use tcc_common::ErrorKind;

#[derive(Debug, Clone, Default)]
pub struct InterceptorConfig {
    /// Process wide delay-cancel kinds, consulted together with each method's own set.
    pub delay_cancel_exceptions: Vec<&'static ErrorKind>,
}

impl InterceptorConfig {
    pub fn with_delay_cancel_exception(mut self, kind: &'static ErrorKind) -> Self {
        self.delay_cancel_exceptions.push(kind);
        self
    }
}
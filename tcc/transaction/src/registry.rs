//! Per call chain registry of active transactions.

use std::sync::Arc;

use parking_lot::Mutex;

use crate::transaction::{Transaction, TransactionRef};

/// The stack of transactions active in one call chain.
///
/// A registry is owned by the call chain that created it and is handed down by `&mut` to every
/// intercepted call in that chain. Independent chains use independent registries, so no state is
/// shared between them.
#[derive(Debug, Default)]
pub struct TransactionRegistry {
    stack: Vec<TransactionRef>,
}

impl TransactionRegistry {
    pub fn new() -> Self {
        Self::default()
    }

    #[inline]
    pub fn is_active(&self) -> bool {
        !self.stack.is_empty()
    }

    #[inline]
    pub fn depth(&self) -> usize {
        self.stack.len()
    }

    /// Returns the innermost active transaction.
    #[inline]
    pub fn current(&self) -> Option<&TransactionRef> {
        self.stack.last()
    }

    /// Pushes `transaction` on the stack and returns its shared handle.
    pub fn register(&mut self, transaction: Transaction) -> TransactionRef {
        let transaction = Arc::new(Mutex::new(transaction));
        self.stack.push(transaction.clone());
        transaction
    }

    /// Returns `true` if `transaction` is registered anywhere in this chain.
    pub fn contains(&self, transaction: &TransactionRef) -> bool {
        self.stack.iter().any(|t| Arc::ptr_eq(t, transaction))
    }

    /// Pops `transaction` if it is the innermost active transaction.
    ///
    /// Returns `false` and leaves the stack untouched otherwise.
    pub fn unregister(&mut self, transaction: &TransactionRef) -> bool {
        match self.stack.last() {
            Some(current) if Arc::ptr_eq(current, transaction) => {
                self.stack.pop();
                true
            }
            _ => false,
        }
    }
}

#[cfg(test)]
mod tests {
    use tcc_common::TransactionXid;

    use super::*;

    #[test]
    fn test_stack_order() {
        let mut registry = TransactionRegistry::new();
        assert!(!registry.is_active());

        let outer = registry.register(Transaction::new_root(TransactionXid::new_root()));
        let inner = registry.register(Transaction::new_root(TransactionXid::new_root()));
        assert_eq!(registry.depth(), 2);
        assert!(Arc::ptr_eq(registry.current().unwrap(), &inner));

        // Only the innermost transaction may leave.
        assert!(!registry.unregister(&outer));
        assert!(registry.unregister(&inner));
        assert!(!registry.unregister(&inner));
        assert!(registry.contains(&outer));
        assert!(registry.unregister(&outer));
        assert!(!registry.is_active());
    }
}
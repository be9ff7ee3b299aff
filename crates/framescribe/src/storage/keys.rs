//! Object key layout for a job's workspace and deliverables.

const CROP_SUFFIX: &str = ".png";

pub fn job_prefix(job_id: &str) -> String {
    format!("jobs/{}/", job_id)
}

pub fn crops_prefix(job_id: &str) -> String {
    format!("jobs/{}/crops/", job_id)
}

pub fn frames_prefix(job_id: &str) -> String {
    format!("jobs/{}/frames/", job_id)
}

/// Crop of the subtitle band. The index is zero-padded so a lexical listing
/// is also submission order.
pub fn crop_key(job_id: &str, index: u32, base_name: &str) -> String {
    format!("{}{:06}-{}{}", crops_prefix(job_id), index, base_name, CROP_SUFFIX)
}

/// Recovers `(index, base_name)` from a key produced by [`crop_key`].
pub fn parse_crop_key(job_id: &str, key: &str) -> Option<(u32, String)> {
    let rest = key.strip_prefix(&crops_prefix(job_id))?;
    let rest = rest.strip_suffix(CROP_SUFFIX)?;
    let (index, base_name) = rest.split_once('-')?;
    if base_name.is_empty() || !index.chars().all(|c| c.is_ascii_digit()) {
        return None;
    }
    Some((index.parse().ok()?, base_name.to_string()))
}

/// Normalized full frame destined for the filtered archive.
pub fn frame_key(job_id: &str, base_key: &str) -> String {
    format!("{}{}.png", frames_prefix(job_id), base_key)
}

pub fn thumbnail_key(job_id: &str) -> String {
    format!("jobs/{}/thumbnail.jpg", job_id)
}

pub fn manifest_key(job_id: &str) -> String {
    format!("jobs/{}/manifest.jsonl", job_id)
}

pub fn batch_output_key(job_id: &str) -> String {
    format!("jobs/{}/output.jsonl", job_id)
}

pub fn images_zip_key(job_id: &str) -> String {
    format!("jobs/{}/output/images.zip", job_id)
}

pub fn text_key(job_id: &str) -> String {
    format!("jobs/{}/output/subtitles.txt", job_id)
}

pub fn docx_key(job_id: &str) -> String {
    format!("jobs/{}/output/subtitles.docx", job_id)
}
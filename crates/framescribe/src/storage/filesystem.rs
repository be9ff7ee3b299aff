use std::fs::File;
use std::io::{BufReader, Read, Write};
use std::path::{Component, Path, PathBuf};
use std::time::Duration;

use reqwest::Url;
use tracing::debug;
use walkdir::WalkDir;

use crate::error::StorageError;
use crate::secrets::UrlSigner;
use crate::storage::ObjectStore;

/// Object store backed by a local directory.
///
/// Writes go to a sibling temp file first and are renamed into place, so a
/// reader never observes a half-written object.
pub struct FileStore {
    root: PathBuf,
    public_base_url: String,
    signer: UrlSigner,
}

impl FileStore {
    pub fn new<P: AsRef<Path>>(root: P, public_base_url: &str, signer: UrlSigner) -> Self {
        Self {
            root: root.as_ref().to_path_buf(),
            public_base_url: public_base_url.trim_end_matches('/').to_string(),
            signer,
        }
    }

    pub fn root(&self) -> &Path {
        &self.root
    }

    /// Checks a signed URL's query parameters, for whatever serves the
    /// store's files over HTTP.
    pub fn verify_signature(&self, key: &str, expires_at: i64, signature: &str) -> bool {
        self.signer
            .verify(key, expires_at, signature, chrono::Utc::now().timestamp())
    }

    fn resolve(&self, key: &str) -> Result<PathBuf, StorageError> {
        let invalid = |reason: &str| StorageError::InvalidKey {
            key: key.to_string(),
            reason: reason.to_string(),
        };

        if key.is_empty() {
            return Err(invalid("key is empty"));
        }
        let relative = Path::new(key);
        if relative.is_absolute() {
            return Err(invalid("key is an absolute path"));
        }
        if relative
            .components()
            .any(|c| !matches!(c, Component::Normal(_) | Component::CurDir))
        {
            return Err(invalid("key contains path traversal"));
        }

        Ok(self.root.join(relative))
    }

    fn ensure_parent(&self, path: &Path) -> Result<(), StorageError> {
        if let Some(parent) = path.parent() {
            if !parent.exists() {
                std::fs::create_dir_all(parent).map_err(|e| StorageError::CreateDirectory {
                    path: parent.to_path_buf(),
                    source: e,
                })?;
            }
        }
        Ok(())
    }

    fn temp_path(path: &Path) -> PathBuf {
        let mut name = path
            .file_name()
            .map(|n| n.to_os_string())
            .unwrap_or_default();
        name.push(format!(".{}.tmp", uuid::Uuid::new_v4().simple()));
        path.with_file_name(name)
    }

    fn key_for(&self, path: &Path) -> Option<String> {
        let relative = path.strip_prefix(&self.root).ok()?;
        let parts: Vec<String> = relative
            .components()
            .map(|c| c.as_os_str().to_string_lossy().into_owned())
            .collect();
        Some(parts.join("/"))
    }
}

impl ObjectStore for FileStore {
    fn open(&self, key: &str) -> Result<Box<dyn Read + Send>, StorageError> {
        let path = self.resolve(key)?;
        match File::open(&path) {
            Ok(file) => Ok(Box::new(BufReader::new(file))),
            Err(e) if e.kind() == std::io::ErrorKind::NotFound => {
                Err(StorageError::NotFound(key.to_string()))
            }
            Err(e) => Err(StorageError::ReadObject { path, source: e }),
        }
    }

    fn put(&self, key: &str, data: &[u8]) -> Result<u64, StorageError> {
        let path = self.resolve(key)?;
        self.ensure_parent(&path)?;

        let tmp = Self::temp_path(&path);
        let write = |tmp: &Path| -> std::io::Result<()> {
            let mut file = File::create(tmp)?;
            file.write_all(data)?;
            file.sync_all()
        };
        if let Err(e) = write(&tmp) {
            let _ = std::fs::remove_file(&tmp);
            return Err(StorageError::WriteObject { path, source: e });
        }
        std::fs::rename(&tmp, &path).map_err(|e| StorageError::WriteObject {
            path: path.clone(),
            source: e,
        })?;

        debug!("Stored object {} ({} bytes)", key, data.len());
        Ok(data.len() as u64)
    }

    fn put_file(&self, key: &str, source: &Path) -> Result<u64, StorageError> {
        let path = self.resolve(key)?;
        self.ensure_parent(&path)?;

        let tmp = Self::temp_path(&path);
        let size = std::fs::copy(source, &tmp).map_err(|e| StorageError::WriteObject {
            path: path.clone(),
            source: e,
        })?;
        std::fs::rename(&tmp, &path).map_err(|e| StorageError::WriteObject {
            path: path.clone(),
            source: e,
        })?;

        debug!("Stored object {} from file ({} bytes)", key, size);
        Ok(size)
    }

    fn exists(&self, key: &str) -> Result<bool, StorageError> {
        Ok(self.resolve(key)?.is_file())
    }

    fn size(&self, key: &str) -> Result<Option<u64>, StorageError> {
        let path = self.resolve(key)?;
        match std::fs::metadata(&path) {
            Ok(meta) if meta.is_file() => Ok(Some(meta.len())),
            Ok(_) => Ok(None),
            Err(e) if e.kind() == std::io::ErrorKind::NotFound => Ok(None),
            Err(e) => Err(StorageError::ReadObject { path, source: e }),
        }
    }

    fn list(&self, prefix: &str) -> Result<Vec<String>, StorageError> {
        // Walk from the deepest directory the prefix names, then filter.
        let dir_part = match prefix.rfind('/') {
            Some(pos) => &prefix[..pos],
            None => "",
        };
        let start = if dir_part.is_empty() {
            self.root.clone()
        } else {
            self.resolve(dir_part)?
        };
        if !start.is_dir() {
            return Ok(Vec::new());
        }

        let mut keys = Vec::new();
        for entry in WalkDir::new(&start).sort_by_file_name() {
            let entry = entry.map_err(|e| StorageError::List {
                prefix: prefix.to_string(),
                reason: e.to_string(),
            })?;
            if !entry.file_type().is_file() {
                continue;
            }
            if let Some(key) = self.key_for(entry.path()) {
                if key.starts_with(prefix) && !key.ends_with(".tmp") {
                    keys.push(key);
                }
            }
        }
        keys.sort();
        Ok(keys)
    }

    fn delete(&self, key: &str) -> Result<(), StorageError> {
        let path = self.resolve(key)?;
        match std::fs::remove_file(&path) {
            Ok(()) => Ok(()),
            Err(e) if e.kind() == std::io::ErrorKind::NotFound => Ok(()),
            Err(e) => Err(StorageError::DeleteObject { path, source: e }),
        }
    }

    fn delete_prefix(&self, prefix: &str) -> Result<usize, StorageError> {
        let keys = self.list(prefix)?;
        for key in &keys {
            self.delete(key)?;
        }

        // Drop the directory itself when the prefix names one.
        if let Some(dir) = prefix.strip_suffix('/') {
            if !dir.is_empty() {
                let path = self.resolve(dir)?;
                if path.is_dir() {
                    std::fs::remove_dir_all(&path)
                        .map_err(|e| StorageError::DeleteObject { path, source: e })?;
                }
            }
        }

        Ok(keys.len())
    }

    fn signed_url(&self, key: &str, ttl: Duration) -> Result<String, StorageError> {
        self.resolve(key)?;
        let ttl_secs = i64::try_from(ttl.as_secs()).unwrap_or(i64::MAX / 2);
        let expires_at = chrono::Utc::now().timestamp().saturating_add(ttl_secs);
        let signature = self
            .signer
            .sign(key, expires_at)
            .map_err(|e| StorageError::Signing(e.to_string()))?;

        let mut url = Url::parse(&self.public_base_url)
            .map_err(|e| StorageError::Signing(format!("invalid public base URL: {}", e)))?;
        url.path_segments_mut()
            .map_err(|_| StorageError::Signing("public base URL cannot take a path".to_string()))?
            .pop_if_empty()
            .extend(key.split('/'));
        url.query_pairs_mut()
            .append_pair("expires", &expires_at.to_string())
            .append_pair("signature", &signature);

        Ok(url.into())
    }
}

#[cfg(test)]
mod tests {
    use super::*;
    use tempfile::TempDir;

    const TEST_KEY: &str = "000102030405060708090a0b0c0d0e0f101112131415161718191a1b1c1d1e1f";

    fn store() -> (TempDir, FileStore) {
        let dir = TempDir::new().unwrap();
        let signer = UrlSigner::from_hex_key(TEST_KEY).unwrap();
        let store = FileStore::new(dir.path(), "https://files.example.com/", signer);
        (dir, store)
    }

    #[test]
    fn test_put_get_roundtrip() {
        let (_dir, store) = store();
        let size = store.put("jobs/a/x.bin", b"hello").unwrap();
        assert_eq!(size, 5);
        assert_eq!(store.get("jobs/a/x.bin").unwrap(), b"hello");
        assert_eq!(store.size("jobs/a/x.bin").unwrap(), Some(5));
        assert!(store.exists("jobs/a/x.bin").unwrap());
    }

    #[test]
    fn test_missing_object() {
        let (_dir, store) = store();
        assert!(matches!(store.open("nope.zip"), Err(StorageError::NotFound(_))));
        assert_eq!(store.size("nope.zip").unwrap(), None);
        assert!(!store.exists("nope.zip").unwrap());
        store.delete("nope.zip").unwrap();
    }

    #[test]
    fn test_rejects_traversal_and_absolute_keys() {
        let (_dir, store) = store();
        assert!(matches!(
            store.put("../escape.txt", b"x"),
            Err(StorageError::InvalidKey { .. })
        ));
        assert!(matches!(
            store.put("/etc/passwd", b"x"),
            Err(StorageError::InvalidKey { .. })
        ));
    }

    #[test]
    fn test_list_and_delete_prefix() {
        let (_dir, store) = store();
        store.put("jobs/a/crops/000002-2.png.png", b"2").unwrap();
        store.put("jobs/a/crops/000001-1.png.png", b"1").unwrap();
        store.put("jobs/a/thumbnail.jpg", b"t").unwrap();
        store.put("jobs/ab/crops/000001-1.png.png", b"other").unwrap();

        let keys = store.list("jobs/a/crops/").unwrap();
        assert_eq!(
            keys,
            vec![
                "jobs/a/crops/000001-1.png.png".to_string(),
                "jobs/a/crops/000002-2.png.png".to_string(),
            ]
        );

        assert_eq!(store.list("jobs/a/").unwrap().len(), 3);
        assert_eq!(store.delete_prefix("jobs/a/crops/").unwrap(), 2);
        assert!(store.list("jobs/a/crops/").unwrap().is_empty());
        assert!(store.exists("jobs/a/thumbnail.jpg").unwrap());
        assert!(store.exists("jobs/ab/crops/000001-1.png.png").unwrap());
    }

    #[test]
    fn test_put_file() {
        let (dir, store) = store();
        let local = dir.path().join("local.bin");
        std::fs::write(&local, b"abc").unwrap();
        assert_eq!(store.put_file("jobs/a/out.bin", &local).unwrap(), 3);
        assert_eq!(store.get("jobs/a/out.bin").unwrap(), b"abc");
    }

    #[test]
    fn test_signed_url_verifies() {
        let (_dir, store) = store();
        store.put("jobs/a/crop.png", b"png").unwrap();
        let url = store
            .signed_url("jobs/a/crop.png", Duration::from_secs(600))
            .unwrap();
        assert!(url.starts_with("https://files.example.com/jobs/a/crop.png?expires="));

        let query = url.split_once('?').unwrap().1;
        let mut expires = 0;
        let mut signature = "";
        for pair in query.split('&') {
            match pair.split_once('=').unwrap() {
                ("expires", v) => expires = v.parse().unwrap(),
                ("signature", v) => signature = v,
                _ => {}
            }
        }
        assert!(store.verify_signature("jobs/a/crop.png", expires, signature));
        assert!(!store.verify_signature("jobs/a/other.png", expires, signature));
    }

    #[test]
    fn test_signed_url_escapes_key_segments() {
        let (_dir, store) = store();
        let key = "jobs/j/crops/000000-12 #2.png.png";
        store.put(key, b"png").unwrap();

        let signed = store.signed_url(key, Duration::from_secs(600)).unwrap();
        let url = Url::parse(&signed).unwrap();

        assert_eq!(url.path(), "/jobs/j/crops/000000-12%20%232.png.png");
        assert_eq!(url.fragment(), None);

        let query: std::collections::HashMap<_, _> = url.query_pairs().into_owned().collect();
        let expires: i64 = query["expires"].parse().unwrap();
        assert!(store.verify_signature(key, expires, &query["signature"]));
    }

    #[test]
    fn test_signed_url_keeps_base_path() {
        let dir = TempDir::new().unwrap();
        let signer = UrlSigner::from_hex_key(TEST_KEY).unwrap();
        let store = FileStore::new(dir.path(), "https://cdn.example.com/files/", signer);

        let url = store
            .signed_url("jobs/a/crop.png", Duration::from_secs(60))
            .unwrap();
        assert!(url.starts_with("https://cdn.example.com/files/jobs/a/crop.png?expires="));
    }
}
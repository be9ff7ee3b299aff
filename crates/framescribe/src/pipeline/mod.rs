pub mod config;
pub mod error;
pub mod progress;
pub mod runner;

pub use config::PipelineConfig;
pub use error::PipelineError;
pub use progress::{LogProgress, NoopProgress, ProgressEvent, ProgressReporter, RecordingProgress};
pub use runner::Pipeline;
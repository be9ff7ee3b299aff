use super::Paragraph;

/// Plain UTF-8 text: paragraphs separated by one blank line, trailing newline.
pub fn render_text(paragraphs: &[Paragraph]) -> String {
    if paragraphs.is_empty() {
        return String::new();
    }
    let mut out = paragraphs
        .iter()
        .map(|p| p.text.as_str())
        .collect::<Vec<_>>()
        .join("\n\n");
    out.push('\n');
    out
}
//! Frame repository: recognized text per image.

use chrono::Utc;
use rusqlite::{params, Row};

use super::{Database, DatabaseError};

/// One recognized image of a job.
#[derive(Debug, Clone, PartialEq, Eq)]
pub struct FrameRow {
    pub job_id: String,
    pub filename: String,
    pub base_key: String,
    /// Position in submission order.
    pub index: u32,
    /// Never empty and never the no-subtitle sentinel.
    pub text: String,
}

impl FrameRow {
    fn from_row(row: &Row<'_>) -> Result<Self, rusqlite::Error> {
        Ok(Self {
            job_id: row.get("job_id")?,
            filename: row.get("filename")?,
            base_key: row.get("base_key")?,
            index: row.get("frame_index")?,
            text: row.get("text")?,
        })
    }
}

/// Replaces every frame of a job inside a single transaction.
///
/// Running this twice with the same input leaves the same rows behind.
pub fn replace_for_job(
    db: &Database,
    job_id: &str,
    frames: &[FrameRow],
) -> Result<usize, DatabaseError> {
    db.with_conn_mut(|conn| {
        let tx = conn.transaction()?;
        let removed = tx.execute("DELETE FROM frames WHERE job_id = ?1", params![job_id])?;

        let now = Utc::now().to_rfc3339();
        {
            let mut stmt = tx.prepare(
                "INSERT INTO frames (job_id, filename, base_key, frame_index, text, created_at)
                 VALUES (?1, ?2, ?3, ?4, ?5, ?6)",
            )?;
            for frame in frames {
                stmt.execute(params![
                    job_id,
                    frame.filename,
                    frame.base_key,
                    frame.index,
                    frame.text,
                    now
                ])?;
            }
        }
        tx.commit()?;

        log::debug!(
            "Replaced frames for job {} ({} removed, {} inserted)",
            job_id,
            removed,
            frames.len()
        );
        Ok(frames.len())
    })
}

/// Frames of a job in index order.
pub fn list_by_job(db: &Database, job_id: &str) -> Result<Vec<FrameRow>, DatabaseError> {
    db.with_conn(|conn| {
        let mut stmt =
            conn.prepare("SELECT * FROM frames WHERE job_id = ?1 ORDER BY frame_index ASC")?;
        let rows = stmt
            .query_map(params![job_id], FrameRow::from_row)?
            .collect::<Result<Vec<_>, _>>()?;
        Ok(rows)
    })
}

pub fn count_by_job(db: &Database, job_id: &str) -> Result<u64, DatabaseError> {
    db.with_conn(|conn| {
        let count: u64 = conn.query_row(
            "SELECT COUNT(*) FROM frames WHERE job_id = ?1",
            params![job_id],
            |r| r.get(0),
        )?;
        Ok(count)
    })
}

· · · · · · ·

Lines holding the word "https" in the records above: how many are there? Answer with the number only.

4